EXERCISE INSTRUCTIONS >> Look for the word "BrowseTimeouts" in the records, and copy each line where it appears.

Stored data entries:
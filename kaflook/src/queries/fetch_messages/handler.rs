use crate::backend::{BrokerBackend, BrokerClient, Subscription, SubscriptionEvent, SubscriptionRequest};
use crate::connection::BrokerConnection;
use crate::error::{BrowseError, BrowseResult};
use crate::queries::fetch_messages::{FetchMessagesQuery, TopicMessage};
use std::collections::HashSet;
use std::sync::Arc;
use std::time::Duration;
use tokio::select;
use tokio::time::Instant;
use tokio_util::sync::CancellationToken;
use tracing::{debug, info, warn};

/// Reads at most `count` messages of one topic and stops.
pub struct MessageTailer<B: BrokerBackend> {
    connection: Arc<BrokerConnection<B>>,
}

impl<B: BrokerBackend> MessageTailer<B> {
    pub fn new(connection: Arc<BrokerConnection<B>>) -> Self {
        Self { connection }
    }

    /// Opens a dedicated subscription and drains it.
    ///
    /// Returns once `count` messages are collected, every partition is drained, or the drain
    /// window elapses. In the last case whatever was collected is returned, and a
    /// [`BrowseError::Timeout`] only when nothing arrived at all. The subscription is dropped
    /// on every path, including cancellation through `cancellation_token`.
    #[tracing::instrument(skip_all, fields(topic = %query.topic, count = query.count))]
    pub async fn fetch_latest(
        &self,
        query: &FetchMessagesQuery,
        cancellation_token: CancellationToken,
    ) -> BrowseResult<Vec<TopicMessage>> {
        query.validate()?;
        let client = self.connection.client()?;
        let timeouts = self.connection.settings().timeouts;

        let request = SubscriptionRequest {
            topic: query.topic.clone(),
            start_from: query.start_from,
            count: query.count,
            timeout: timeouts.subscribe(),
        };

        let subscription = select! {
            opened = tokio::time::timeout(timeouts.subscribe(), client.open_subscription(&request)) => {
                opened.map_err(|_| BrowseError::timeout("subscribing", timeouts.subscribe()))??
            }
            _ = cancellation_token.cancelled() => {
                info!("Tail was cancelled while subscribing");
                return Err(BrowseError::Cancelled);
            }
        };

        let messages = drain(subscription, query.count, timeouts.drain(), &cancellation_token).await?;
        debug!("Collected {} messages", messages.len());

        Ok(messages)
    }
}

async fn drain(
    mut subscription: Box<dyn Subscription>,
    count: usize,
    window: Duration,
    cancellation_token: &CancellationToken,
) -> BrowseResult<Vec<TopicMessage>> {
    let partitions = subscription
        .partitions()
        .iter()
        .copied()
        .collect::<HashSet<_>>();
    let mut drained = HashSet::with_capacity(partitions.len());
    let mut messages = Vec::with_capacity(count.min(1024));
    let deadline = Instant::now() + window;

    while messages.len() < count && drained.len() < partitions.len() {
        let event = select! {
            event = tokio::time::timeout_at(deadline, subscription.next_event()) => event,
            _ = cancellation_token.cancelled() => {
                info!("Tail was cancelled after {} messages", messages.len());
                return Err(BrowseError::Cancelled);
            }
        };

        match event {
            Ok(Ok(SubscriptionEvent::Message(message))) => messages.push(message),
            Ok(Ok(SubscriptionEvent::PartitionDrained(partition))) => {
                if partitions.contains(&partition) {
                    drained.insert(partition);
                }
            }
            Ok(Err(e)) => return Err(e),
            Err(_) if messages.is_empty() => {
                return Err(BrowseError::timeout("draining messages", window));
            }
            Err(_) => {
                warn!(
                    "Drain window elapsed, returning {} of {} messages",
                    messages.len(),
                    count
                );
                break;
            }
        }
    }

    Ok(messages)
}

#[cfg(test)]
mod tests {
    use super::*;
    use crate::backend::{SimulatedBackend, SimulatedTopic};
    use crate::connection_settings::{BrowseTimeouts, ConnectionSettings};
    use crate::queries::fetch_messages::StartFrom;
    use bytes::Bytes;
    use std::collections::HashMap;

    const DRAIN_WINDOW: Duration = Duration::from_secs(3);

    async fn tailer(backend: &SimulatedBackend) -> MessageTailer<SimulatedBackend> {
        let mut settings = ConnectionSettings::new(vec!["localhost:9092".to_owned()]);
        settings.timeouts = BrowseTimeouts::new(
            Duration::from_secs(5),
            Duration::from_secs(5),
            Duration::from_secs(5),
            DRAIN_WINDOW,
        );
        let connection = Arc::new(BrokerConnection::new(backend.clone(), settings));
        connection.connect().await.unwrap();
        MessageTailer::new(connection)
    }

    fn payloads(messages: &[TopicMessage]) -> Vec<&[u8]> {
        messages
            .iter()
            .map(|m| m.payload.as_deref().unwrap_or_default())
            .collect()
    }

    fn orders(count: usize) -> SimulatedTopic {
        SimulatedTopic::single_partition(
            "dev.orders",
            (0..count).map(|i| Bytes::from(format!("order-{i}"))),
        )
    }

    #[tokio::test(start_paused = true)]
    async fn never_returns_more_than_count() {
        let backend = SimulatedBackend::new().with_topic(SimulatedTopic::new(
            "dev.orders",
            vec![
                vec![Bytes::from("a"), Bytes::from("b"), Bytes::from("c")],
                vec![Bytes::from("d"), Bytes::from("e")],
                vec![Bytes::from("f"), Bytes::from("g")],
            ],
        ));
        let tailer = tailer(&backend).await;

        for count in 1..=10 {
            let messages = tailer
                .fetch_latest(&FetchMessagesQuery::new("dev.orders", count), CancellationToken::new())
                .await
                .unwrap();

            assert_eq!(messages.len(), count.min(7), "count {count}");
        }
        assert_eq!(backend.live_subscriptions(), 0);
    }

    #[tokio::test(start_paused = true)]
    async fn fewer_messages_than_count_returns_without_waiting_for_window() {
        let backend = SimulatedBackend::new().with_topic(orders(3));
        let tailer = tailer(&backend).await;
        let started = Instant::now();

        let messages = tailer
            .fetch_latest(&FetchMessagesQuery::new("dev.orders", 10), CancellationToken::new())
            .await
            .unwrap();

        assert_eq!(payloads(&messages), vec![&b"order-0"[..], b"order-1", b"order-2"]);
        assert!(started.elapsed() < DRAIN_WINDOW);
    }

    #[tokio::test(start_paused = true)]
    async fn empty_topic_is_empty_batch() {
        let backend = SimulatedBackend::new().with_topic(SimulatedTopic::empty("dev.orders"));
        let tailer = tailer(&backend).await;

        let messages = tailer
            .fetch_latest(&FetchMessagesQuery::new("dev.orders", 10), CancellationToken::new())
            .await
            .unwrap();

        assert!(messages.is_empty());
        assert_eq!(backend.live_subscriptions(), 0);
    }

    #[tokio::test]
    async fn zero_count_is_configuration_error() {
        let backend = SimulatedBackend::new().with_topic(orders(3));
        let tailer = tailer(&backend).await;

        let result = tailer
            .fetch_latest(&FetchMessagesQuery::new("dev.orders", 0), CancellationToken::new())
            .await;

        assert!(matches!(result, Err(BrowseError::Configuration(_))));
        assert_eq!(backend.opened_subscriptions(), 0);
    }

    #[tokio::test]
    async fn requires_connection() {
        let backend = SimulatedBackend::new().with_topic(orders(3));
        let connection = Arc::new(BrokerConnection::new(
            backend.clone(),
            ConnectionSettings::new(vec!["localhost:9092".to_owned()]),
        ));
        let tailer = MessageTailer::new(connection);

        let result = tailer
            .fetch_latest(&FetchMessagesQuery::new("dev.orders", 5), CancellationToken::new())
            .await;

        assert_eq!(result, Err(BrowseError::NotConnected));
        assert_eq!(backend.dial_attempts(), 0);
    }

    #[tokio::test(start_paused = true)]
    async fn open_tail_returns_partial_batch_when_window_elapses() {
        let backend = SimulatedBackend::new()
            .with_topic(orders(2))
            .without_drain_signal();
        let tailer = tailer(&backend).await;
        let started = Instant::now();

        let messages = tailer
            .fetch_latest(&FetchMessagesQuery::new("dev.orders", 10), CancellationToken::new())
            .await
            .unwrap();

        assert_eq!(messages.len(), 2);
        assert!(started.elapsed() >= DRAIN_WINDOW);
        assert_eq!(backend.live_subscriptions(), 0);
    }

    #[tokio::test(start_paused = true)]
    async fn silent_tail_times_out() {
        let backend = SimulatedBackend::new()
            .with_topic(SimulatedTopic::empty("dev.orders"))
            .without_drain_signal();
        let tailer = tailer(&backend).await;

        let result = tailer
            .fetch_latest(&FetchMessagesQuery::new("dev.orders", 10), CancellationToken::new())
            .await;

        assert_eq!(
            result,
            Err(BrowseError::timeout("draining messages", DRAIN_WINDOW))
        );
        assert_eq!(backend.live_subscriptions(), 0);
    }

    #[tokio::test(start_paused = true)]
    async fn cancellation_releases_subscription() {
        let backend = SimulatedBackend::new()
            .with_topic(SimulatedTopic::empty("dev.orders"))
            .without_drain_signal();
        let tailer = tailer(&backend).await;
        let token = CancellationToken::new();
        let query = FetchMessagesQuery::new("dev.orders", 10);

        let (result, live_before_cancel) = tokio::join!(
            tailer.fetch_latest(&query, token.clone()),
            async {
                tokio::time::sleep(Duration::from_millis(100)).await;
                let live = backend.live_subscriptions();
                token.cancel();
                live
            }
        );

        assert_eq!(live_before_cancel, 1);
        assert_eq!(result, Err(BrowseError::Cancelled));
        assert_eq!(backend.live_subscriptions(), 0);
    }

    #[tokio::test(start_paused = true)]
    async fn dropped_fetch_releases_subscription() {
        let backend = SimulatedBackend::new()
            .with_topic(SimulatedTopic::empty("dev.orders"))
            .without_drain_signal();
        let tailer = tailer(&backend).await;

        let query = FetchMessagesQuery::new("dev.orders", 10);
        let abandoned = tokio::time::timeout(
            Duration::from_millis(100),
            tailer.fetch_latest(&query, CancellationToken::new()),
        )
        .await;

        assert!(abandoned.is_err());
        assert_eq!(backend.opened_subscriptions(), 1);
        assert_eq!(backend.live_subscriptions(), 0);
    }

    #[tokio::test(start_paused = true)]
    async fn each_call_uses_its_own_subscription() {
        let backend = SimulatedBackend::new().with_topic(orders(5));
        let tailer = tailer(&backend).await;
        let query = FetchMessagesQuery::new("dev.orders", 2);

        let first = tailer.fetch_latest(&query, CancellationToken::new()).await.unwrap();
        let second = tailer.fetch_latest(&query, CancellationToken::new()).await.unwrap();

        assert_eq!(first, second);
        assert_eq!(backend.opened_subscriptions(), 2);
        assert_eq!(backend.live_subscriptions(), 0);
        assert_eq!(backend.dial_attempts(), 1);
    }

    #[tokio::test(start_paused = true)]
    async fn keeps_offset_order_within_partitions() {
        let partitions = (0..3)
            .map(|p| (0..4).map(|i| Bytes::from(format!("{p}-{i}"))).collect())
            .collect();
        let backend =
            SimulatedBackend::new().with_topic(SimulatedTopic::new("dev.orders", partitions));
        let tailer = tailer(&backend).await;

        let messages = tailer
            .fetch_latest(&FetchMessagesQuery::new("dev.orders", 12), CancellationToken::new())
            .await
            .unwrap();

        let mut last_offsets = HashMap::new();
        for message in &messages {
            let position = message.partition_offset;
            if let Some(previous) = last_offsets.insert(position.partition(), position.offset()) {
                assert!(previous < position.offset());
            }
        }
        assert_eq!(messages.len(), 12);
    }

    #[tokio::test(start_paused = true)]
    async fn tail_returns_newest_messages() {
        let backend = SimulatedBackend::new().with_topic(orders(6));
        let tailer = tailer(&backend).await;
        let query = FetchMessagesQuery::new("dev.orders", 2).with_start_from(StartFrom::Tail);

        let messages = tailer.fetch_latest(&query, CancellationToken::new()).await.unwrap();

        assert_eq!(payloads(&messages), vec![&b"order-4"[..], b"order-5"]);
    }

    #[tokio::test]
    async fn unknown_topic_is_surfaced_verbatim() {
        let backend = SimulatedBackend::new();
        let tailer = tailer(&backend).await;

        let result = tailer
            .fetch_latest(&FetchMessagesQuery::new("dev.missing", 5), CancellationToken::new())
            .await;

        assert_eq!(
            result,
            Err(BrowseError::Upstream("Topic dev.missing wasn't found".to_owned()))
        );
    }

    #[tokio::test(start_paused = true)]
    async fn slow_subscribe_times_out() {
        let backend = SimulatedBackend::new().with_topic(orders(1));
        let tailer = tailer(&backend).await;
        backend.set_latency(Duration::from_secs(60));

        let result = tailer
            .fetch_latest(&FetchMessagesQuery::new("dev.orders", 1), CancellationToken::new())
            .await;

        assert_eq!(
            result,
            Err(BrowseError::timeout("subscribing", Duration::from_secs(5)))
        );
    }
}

...

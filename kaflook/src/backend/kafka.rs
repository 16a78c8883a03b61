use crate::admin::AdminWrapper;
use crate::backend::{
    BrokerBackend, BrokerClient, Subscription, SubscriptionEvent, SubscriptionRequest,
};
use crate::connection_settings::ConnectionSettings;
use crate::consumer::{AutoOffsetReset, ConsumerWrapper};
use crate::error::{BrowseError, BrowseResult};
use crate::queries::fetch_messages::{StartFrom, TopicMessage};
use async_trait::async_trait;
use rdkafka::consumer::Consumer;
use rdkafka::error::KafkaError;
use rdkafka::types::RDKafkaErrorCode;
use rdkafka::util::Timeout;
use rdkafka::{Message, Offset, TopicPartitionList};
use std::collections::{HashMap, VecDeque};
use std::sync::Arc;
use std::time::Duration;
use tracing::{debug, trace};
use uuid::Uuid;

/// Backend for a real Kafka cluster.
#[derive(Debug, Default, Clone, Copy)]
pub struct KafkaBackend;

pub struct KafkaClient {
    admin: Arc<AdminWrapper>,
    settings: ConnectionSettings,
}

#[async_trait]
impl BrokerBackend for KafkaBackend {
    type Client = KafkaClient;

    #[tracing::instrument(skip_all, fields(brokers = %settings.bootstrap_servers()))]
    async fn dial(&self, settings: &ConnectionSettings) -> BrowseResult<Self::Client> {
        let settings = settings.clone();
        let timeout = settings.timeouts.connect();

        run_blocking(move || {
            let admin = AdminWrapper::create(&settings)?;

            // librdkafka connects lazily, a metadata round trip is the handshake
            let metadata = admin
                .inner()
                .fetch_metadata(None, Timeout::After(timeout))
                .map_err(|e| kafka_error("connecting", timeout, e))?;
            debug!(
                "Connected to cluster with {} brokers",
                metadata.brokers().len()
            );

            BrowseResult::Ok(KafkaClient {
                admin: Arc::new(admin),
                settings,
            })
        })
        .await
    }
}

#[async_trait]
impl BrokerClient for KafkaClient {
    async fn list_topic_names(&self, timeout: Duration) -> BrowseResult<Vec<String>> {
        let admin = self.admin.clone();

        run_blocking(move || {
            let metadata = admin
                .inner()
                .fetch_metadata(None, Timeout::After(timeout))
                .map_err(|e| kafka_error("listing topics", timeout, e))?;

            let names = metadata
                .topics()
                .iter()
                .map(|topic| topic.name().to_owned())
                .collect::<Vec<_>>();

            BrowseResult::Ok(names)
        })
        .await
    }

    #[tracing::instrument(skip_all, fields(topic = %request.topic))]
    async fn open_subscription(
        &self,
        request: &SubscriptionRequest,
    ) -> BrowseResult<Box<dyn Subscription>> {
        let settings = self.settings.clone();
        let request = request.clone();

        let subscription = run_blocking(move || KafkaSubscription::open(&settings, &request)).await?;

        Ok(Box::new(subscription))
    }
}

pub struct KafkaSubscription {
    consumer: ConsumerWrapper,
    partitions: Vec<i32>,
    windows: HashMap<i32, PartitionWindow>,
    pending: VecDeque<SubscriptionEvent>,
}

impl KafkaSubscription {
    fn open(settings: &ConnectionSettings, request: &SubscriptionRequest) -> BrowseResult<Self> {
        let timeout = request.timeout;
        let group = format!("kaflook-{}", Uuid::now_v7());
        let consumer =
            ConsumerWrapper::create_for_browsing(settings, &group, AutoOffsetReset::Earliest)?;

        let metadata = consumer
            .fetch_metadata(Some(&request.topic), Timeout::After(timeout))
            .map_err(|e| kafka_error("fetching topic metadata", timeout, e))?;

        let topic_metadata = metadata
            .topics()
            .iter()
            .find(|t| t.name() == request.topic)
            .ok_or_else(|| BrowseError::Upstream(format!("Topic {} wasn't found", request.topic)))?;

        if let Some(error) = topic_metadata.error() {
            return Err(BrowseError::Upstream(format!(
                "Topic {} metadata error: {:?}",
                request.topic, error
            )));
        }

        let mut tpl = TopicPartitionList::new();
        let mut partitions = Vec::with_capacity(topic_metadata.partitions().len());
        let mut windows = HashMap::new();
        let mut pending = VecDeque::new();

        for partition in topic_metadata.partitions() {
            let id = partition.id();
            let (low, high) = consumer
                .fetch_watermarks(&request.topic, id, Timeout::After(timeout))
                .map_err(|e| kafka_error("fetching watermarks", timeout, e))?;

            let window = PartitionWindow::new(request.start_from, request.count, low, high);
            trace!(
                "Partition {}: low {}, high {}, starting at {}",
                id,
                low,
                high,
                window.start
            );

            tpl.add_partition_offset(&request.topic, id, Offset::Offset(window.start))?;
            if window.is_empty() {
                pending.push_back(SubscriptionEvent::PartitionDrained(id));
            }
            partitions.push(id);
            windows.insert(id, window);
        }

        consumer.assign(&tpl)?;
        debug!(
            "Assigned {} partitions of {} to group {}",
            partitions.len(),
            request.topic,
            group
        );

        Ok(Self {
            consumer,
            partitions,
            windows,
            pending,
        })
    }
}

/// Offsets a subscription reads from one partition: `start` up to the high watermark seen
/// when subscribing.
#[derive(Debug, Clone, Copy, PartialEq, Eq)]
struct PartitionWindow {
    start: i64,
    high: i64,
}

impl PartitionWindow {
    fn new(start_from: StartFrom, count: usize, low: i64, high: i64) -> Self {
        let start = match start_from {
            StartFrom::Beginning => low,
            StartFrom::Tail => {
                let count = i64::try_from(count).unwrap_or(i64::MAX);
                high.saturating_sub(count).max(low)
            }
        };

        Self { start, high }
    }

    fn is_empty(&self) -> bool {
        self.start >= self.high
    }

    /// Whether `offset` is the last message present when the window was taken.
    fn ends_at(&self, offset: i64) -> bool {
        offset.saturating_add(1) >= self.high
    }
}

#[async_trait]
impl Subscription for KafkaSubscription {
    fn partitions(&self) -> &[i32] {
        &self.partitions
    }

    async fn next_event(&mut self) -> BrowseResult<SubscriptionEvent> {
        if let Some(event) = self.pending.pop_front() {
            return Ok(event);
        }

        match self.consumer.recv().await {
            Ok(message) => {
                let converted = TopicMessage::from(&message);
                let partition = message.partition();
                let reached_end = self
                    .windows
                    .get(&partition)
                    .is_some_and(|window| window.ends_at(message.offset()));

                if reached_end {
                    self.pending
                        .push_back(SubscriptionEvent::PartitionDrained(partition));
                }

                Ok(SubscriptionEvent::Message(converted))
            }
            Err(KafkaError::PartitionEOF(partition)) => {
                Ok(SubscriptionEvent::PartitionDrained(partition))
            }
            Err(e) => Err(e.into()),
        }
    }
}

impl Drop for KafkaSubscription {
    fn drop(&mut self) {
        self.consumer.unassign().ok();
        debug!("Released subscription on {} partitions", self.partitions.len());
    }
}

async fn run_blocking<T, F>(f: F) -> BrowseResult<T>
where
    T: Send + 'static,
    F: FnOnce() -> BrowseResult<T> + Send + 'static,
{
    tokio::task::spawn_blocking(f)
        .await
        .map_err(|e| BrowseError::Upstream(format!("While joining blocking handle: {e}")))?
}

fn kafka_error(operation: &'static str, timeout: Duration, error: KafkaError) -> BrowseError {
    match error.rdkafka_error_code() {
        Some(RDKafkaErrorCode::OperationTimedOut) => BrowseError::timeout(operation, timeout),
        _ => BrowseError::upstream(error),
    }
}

SOLUTION TO THE PROBLEM >>
    use crate::connection_settings::{BrowseTimeouts, ConnectionSettings};
        settings.timeouts = BrowseTimeouts::new(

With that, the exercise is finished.